**Input:**
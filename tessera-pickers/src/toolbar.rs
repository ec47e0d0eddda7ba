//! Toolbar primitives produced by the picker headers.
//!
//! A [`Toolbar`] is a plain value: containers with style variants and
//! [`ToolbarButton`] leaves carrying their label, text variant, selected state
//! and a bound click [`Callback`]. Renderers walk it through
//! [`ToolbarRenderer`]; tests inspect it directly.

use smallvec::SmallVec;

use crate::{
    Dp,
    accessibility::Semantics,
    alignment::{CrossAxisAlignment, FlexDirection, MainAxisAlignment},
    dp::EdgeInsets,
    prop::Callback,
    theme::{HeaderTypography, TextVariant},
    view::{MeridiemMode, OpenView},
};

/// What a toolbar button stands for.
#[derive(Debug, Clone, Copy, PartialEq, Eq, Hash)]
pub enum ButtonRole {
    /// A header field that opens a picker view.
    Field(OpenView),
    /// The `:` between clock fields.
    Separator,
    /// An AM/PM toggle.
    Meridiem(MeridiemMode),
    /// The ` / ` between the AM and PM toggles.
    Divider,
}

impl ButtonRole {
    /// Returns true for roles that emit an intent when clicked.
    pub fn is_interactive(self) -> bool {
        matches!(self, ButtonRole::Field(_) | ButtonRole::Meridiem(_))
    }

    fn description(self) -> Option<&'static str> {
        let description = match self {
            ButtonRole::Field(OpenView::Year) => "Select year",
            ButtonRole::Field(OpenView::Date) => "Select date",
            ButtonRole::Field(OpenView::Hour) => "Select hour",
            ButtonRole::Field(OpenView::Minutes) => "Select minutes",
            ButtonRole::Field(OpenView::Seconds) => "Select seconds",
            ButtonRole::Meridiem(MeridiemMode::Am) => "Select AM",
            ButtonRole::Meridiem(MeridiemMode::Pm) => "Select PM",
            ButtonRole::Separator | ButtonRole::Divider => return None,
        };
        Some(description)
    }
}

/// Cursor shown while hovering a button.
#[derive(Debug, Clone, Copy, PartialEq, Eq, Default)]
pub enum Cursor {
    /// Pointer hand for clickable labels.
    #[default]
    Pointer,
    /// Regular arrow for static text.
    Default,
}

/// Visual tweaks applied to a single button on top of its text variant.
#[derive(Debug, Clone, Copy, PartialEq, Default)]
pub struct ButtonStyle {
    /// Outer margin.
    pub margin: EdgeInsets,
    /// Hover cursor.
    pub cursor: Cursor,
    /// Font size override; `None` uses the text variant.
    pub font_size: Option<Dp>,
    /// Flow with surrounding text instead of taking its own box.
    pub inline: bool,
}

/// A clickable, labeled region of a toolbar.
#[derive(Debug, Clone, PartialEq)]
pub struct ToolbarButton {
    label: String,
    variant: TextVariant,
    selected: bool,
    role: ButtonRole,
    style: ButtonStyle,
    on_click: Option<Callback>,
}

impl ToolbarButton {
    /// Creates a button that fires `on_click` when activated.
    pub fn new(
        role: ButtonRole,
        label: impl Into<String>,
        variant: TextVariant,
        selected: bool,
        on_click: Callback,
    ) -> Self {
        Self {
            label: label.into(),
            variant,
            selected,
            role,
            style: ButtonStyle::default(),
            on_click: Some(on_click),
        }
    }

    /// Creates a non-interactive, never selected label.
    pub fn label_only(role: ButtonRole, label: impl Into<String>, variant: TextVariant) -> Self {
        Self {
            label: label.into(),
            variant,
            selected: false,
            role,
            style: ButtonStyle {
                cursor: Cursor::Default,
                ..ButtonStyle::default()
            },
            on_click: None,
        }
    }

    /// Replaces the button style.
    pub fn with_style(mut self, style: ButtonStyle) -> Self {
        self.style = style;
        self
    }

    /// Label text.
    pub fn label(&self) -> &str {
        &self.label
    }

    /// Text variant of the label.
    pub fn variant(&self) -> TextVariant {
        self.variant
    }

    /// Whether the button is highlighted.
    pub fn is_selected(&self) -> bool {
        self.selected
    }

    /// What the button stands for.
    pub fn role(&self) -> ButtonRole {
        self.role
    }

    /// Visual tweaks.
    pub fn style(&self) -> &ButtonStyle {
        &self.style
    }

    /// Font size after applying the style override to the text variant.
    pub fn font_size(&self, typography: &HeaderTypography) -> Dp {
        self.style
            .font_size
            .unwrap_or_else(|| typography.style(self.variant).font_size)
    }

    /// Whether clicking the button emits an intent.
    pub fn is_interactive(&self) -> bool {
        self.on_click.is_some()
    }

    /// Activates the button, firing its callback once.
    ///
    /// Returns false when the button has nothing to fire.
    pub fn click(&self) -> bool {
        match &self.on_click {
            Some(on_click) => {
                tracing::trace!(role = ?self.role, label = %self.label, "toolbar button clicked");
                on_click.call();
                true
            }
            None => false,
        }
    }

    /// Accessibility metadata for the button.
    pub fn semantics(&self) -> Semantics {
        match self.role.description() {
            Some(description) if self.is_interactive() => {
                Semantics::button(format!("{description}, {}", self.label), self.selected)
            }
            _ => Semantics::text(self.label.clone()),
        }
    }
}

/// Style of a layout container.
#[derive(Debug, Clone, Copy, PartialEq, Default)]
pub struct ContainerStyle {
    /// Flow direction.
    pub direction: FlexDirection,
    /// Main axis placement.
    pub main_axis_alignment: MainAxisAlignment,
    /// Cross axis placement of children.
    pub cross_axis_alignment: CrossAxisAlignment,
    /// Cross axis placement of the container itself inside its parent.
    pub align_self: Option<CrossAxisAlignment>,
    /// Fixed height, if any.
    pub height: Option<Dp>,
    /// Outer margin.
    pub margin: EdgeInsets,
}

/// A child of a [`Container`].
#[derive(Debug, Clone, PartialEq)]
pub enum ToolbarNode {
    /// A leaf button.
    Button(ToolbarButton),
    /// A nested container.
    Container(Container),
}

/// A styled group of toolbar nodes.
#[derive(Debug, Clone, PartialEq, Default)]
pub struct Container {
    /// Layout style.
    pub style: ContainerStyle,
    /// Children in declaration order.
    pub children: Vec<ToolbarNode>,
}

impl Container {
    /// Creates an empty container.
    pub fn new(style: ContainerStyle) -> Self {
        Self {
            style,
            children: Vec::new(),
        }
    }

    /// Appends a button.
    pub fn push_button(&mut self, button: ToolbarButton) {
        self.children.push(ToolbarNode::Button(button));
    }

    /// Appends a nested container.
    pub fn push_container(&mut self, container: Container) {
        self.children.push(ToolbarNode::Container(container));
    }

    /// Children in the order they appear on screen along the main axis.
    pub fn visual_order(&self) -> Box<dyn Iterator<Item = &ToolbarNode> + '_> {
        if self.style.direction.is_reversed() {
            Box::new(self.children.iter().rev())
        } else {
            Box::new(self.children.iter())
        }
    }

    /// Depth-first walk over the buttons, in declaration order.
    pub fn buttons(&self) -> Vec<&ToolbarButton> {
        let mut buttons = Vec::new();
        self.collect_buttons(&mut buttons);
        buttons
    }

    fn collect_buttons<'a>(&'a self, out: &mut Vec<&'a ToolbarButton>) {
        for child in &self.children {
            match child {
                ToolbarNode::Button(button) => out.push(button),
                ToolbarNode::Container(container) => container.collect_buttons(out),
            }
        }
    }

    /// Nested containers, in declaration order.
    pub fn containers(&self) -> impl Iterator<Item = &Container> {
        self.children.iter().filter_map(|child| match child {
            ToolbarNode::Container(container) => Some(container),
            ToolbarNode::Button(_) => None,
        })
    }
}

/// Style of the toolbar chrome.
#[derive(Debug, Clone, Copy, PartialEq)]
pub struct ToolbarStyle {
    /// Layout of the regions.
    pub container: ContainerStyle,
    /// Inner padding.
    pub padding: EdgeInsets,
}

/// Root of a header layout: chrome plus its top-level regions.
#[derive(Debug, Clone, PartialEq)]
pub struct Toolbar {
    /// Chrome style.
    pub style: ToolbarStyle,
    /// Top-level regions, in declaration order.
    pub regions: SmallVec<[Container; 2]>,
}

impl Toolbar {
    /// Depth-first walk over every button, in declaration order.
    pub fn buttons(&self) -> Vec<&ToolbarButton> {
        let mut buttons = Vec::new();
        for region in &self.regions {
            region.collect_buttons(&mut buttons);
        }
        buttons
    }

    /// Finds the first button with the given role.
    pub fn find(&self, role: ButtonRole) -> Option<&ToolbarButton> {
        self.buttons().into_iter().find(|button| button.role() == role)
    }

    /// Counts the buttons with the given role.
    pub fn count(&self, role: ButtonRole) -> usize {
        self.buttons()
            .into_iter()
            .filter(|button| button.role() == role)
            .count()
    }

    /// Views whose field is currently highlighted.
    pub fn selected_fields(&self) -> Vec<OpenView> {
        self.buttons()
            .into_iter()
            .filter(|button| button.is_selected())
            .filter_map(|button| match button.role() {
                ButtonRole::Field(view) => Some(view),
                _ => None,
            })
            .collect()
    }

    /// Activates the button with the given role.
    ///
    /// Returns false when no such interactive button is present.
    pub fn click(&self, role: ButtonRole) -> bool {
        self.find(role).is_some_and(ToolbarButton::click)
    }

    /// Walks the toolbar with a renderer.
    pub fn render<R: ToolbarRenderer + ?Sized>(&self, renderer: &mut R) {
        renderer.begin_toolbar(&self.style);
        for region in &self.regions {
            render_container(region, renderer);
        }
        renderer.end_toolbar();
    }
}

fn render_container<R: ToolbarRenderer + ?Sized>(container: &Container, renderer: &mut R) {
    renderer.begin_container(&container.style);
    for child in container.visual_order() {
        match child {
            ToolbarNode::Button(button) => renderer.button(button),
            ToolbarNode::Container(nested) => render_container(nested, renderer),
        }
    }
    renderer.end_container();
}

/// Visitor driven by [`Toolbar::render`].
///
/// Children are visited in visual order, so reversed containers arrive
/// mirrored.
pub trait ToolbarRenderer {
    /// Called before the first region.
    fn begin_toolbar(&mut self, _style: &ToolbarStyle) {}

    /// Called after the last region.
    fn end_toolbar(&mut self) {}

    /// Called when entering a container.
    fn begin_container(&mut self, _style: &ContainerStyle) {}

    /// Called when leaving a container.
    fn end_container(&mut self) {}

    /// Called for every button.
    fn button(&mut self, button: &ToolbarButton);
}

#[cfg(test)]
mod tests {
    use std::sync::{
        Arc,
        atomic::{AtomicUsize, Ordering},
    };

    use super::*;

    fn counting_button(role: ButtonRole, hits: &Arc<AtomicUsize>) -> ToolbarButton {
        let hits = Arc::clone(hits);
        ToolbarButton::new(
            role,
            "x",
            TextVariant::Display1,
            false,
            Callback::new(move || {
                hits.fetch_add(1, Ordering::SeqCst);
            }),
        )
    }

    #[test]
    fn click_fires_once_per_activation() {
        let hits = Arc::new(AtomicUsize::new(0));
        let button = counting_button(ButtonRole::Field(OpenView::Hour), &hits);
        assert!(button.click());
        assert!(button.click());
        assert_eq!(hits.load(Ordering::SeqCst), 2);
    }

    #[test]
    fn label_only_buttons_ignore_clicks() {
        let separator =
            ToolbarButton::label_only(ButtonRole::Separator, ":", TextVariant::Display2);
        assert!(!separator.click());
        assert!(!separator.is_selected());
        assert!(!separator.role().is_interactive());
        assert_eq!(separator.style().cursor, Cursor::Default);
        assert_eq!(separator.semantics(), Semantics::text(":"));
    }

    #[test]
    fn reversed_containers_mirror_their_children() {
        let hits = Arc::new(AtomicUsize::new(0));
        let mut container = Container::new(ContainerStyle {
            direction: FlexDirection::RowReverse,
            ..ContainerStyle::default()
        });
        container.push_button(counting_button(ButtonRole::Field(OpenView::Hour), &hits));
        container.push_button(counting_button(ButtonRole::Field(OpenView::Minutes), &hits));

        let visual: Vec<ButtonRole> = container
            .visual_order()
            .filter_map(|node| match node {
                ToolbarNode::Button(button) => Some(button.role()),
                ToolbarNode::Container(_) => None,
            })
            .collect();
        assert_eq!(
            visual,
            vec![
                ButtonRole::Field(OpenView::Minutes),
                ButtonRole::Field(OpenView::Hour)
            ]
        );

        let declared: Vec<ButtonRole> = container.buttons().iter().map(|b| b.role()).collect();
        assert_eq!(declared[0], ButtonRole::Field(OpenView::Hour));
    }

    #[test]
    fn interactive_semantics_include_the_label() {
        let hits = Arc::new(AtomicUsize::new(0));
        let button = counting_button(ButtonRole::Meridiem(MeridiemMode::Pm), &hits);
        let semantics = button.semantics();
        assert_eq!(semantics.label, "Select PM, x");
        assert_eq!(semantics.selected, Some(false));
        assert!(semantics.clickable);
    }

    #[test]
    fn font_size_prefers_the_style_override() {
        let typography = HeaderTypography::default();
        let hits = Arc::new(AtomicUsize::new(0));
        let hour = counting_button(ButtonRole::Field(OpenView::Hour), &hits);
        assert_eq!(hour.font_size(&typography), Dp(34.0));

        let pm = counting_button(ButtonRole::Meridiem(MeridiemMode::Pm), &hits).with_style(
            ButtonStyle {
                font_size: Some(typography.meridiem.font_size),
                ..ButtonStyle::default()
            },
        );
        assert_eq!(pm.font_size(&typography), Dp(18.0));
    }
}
---
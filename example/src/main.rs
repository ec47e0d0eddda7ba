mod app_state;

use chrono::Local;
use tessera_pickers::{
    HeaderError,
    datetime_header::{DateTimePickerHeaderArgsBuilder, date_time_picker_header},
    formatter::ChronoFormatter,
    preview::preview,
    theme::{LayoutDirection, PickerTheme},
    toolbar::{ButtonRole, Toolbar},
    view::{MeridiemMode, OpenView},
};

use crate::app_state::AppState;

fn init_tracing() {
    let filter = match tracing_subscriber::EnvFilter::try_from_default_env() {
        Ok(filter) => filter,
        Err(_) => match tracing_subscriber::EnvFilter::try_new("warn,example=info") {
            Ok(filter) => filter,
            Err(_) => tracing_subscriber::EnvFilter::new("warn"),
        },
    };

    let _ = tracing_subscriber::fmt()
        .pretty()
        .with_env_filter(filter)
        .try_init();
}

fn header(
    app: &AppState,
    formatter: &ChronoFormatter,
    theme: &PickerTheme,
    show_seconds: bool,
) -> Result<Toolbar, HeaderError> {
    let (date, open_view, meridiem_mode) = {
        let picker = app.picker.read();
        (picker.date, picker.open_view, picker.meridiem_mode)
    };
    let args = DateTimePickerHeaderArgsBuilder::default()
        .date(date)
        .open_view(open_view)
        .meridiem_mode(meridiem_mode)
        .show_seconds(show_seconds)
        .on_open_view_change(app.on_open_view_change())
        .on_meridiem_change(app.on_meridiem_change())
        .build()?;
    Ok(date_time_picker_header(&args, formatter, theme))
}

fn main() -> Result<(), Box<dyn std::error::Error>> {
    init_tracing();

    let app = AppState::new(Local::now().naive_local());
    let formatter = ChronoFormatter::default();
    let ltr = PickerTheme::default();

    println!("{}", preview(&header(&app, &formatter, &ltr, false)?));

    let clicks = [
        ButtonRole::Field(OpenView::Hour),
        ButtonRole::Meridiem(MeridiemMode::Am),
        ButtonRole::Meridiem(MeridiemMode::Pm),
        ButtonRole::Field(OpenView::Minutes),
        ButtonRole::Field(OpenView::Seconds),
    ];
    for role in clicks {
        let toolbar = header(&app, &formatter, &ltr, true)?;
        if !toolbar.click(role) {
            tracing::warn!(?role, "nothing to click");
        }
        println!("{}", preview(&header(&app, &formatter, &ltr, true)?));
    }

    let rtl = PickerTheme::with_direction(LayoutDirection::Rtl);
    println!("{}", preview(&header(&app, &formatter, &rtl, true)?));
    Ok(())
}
---
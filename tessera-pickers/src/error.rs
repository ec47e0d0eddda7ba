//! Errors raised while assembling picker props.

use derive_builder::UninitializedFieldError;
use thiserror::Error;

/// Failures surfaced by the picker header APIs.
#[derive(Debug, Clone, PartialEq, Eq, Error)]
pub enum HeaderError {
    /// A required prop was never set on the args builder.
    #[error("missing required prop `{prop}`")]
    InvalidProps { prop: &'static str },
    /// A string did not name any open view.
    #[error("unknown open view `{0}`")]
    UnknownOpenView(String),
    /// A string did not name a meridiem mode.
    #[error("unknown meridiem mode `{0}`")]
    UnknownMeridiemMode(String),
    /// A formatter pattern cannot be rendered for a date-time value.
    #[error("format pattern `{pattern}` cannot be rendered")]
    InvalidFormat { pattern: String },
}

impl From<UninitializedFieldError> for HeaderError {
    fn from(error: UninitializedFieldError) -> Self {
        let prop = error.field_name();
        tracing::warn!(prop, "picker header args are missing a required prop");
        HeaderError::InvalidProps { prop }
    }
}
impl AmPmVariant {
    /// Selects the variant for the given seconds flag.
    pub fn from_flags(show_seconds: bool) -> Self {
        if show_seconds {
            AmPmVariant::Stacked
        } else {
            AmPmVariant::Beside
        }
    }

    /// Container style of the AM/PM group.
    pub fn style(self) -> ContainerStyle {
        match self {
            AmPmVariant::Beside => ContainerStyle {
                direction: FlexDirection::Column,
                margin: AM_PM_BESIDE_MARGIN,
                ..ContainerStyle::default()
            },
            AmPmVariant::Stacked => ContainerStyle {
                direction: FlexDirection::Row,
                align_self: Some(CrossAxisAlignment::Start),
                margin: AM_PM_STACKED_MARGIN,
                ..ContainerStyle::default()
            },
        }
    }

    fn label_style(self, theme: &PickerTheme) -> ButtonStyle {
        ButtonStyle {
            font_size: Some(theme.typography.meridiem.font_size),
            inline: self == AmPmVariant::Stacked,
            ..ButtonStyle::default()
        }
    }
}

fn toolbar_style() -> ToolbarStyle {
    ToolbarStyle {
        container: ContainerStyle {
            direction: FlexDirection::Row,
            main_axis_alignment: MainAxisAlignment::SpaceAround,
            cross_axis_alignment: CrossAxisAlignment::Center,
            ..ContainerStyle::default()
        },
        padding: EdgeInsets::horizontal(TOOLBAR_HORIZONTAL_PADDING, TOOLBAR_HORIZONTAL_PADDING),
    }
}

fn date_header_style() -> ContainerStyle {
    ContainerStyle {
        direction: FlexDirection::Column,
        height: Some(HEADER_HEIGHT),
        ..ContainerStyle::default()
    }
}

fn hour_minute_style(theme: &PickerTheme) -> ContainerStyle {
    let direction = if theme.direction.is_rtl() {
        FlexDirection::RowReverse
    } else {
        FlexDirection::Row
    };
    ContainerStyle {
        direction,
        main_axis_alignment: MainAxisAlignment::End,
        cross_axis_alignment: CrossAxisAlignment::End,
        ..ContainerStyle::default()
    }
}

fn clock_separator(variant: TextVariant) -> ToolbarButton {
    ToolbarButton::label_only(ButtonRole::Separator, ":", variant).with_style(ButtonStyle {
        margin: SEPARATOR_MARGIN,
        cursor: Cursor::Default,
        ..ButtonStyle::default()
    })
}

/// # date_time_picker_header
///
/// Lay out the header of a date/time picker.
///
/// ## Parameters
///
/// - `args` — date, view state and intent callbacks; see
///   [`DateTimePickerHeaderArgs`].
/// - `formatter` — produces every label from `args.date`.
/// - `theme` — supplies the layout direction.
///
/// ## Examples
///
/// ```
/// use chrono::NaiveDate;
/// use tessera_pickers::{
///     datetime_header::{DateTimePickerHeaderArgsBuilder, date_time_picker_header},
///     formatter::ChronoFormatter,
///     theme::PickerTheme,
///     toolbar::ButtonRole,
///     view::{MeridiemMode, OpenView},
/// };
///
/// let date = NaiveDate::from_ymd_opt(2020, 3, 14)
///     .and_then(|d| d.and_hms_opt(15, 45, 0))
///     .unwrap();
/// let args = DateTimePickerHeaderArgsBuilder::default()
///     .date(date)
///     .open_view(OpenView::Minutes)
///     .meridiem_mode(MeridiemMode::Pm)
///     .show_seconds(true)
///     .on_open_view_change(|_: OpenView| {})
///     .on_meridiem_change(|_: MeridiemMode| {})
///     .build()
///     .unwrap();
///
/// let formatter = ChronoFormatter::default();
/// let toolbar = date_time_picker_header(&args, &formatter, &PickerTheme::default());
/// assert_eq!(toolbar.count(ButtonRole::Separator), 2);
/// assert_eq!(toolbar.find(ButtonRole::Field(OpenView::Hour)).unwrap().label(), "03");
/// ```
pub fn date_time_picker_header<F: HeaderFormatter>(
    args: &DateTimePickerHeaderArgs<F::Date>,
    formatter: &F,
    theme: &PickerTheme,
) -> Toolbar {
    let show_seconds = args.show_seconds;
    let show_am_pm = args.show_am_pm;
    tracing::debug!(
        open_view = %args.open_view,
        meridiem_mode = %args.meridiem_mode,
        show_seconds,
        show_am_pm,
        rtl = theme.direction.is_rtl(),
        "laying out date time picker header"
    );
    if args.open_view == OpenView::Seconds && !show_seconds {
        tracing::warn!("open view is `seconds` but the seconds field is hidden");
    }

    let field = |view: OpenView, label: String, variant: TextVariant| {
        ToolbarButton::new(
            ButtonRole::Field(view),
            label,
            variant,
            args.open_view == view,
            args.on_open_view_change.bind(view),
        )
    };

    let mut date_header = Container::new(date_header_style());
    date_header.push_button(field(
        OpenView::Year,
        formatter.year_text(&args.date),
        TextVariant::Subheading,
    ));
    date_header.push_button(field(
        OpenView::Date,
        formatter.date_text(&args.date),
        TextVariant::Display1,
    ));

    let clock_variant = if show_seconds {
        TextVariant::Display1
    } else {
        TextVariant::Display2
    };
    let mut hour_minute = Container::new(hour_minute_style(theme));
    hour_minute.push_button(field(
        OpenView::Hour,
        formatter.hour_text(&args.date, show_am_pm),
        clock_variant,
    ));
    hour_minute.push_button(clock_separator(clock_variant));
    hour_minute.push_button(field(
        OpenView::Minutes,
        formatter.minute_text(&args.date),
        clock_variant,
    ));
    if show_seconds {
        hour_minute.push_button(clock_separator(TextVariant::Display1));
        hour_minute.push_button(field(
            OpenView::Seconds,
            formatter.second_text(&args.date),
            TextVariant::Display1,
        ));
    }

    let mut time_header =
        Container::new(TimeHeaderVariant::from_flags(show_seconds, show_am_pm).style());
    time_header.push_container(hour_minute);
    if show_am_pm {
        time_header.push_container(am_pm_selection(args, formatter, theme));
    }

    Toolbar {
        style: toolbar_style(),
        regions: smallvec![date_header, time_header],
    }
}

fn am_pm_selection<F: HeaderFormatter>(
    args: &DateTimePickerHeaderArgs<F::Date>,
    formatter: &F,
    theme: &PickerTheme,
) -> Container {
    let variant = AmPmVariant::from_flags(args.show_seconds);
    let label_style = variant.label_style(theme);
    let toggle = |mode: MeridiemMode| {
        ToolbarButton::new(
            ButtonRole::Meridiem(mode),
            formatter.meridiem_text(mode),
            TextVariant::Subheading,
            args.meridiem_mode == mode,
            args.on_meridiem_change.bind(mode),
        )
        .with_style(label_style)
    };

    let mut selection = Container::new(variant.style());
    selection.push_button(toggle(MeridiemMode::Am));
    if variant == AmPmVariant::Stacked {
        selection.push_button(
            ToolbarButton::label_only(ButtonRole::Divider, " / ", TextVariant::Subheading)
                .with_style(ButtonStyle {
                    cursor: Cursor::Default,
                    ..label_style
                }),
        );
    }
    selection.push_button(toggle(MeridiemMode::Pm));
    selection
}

**What to produce:**
Could you filter the material above and copy each line that holds the word "given"?

**Expected answer:**
    /// Finds the first button with the given role.
    /// Counts the buttons with the given role.
    /// Activates the button with the given role.
    /// Selects the variant for the given seconds flag.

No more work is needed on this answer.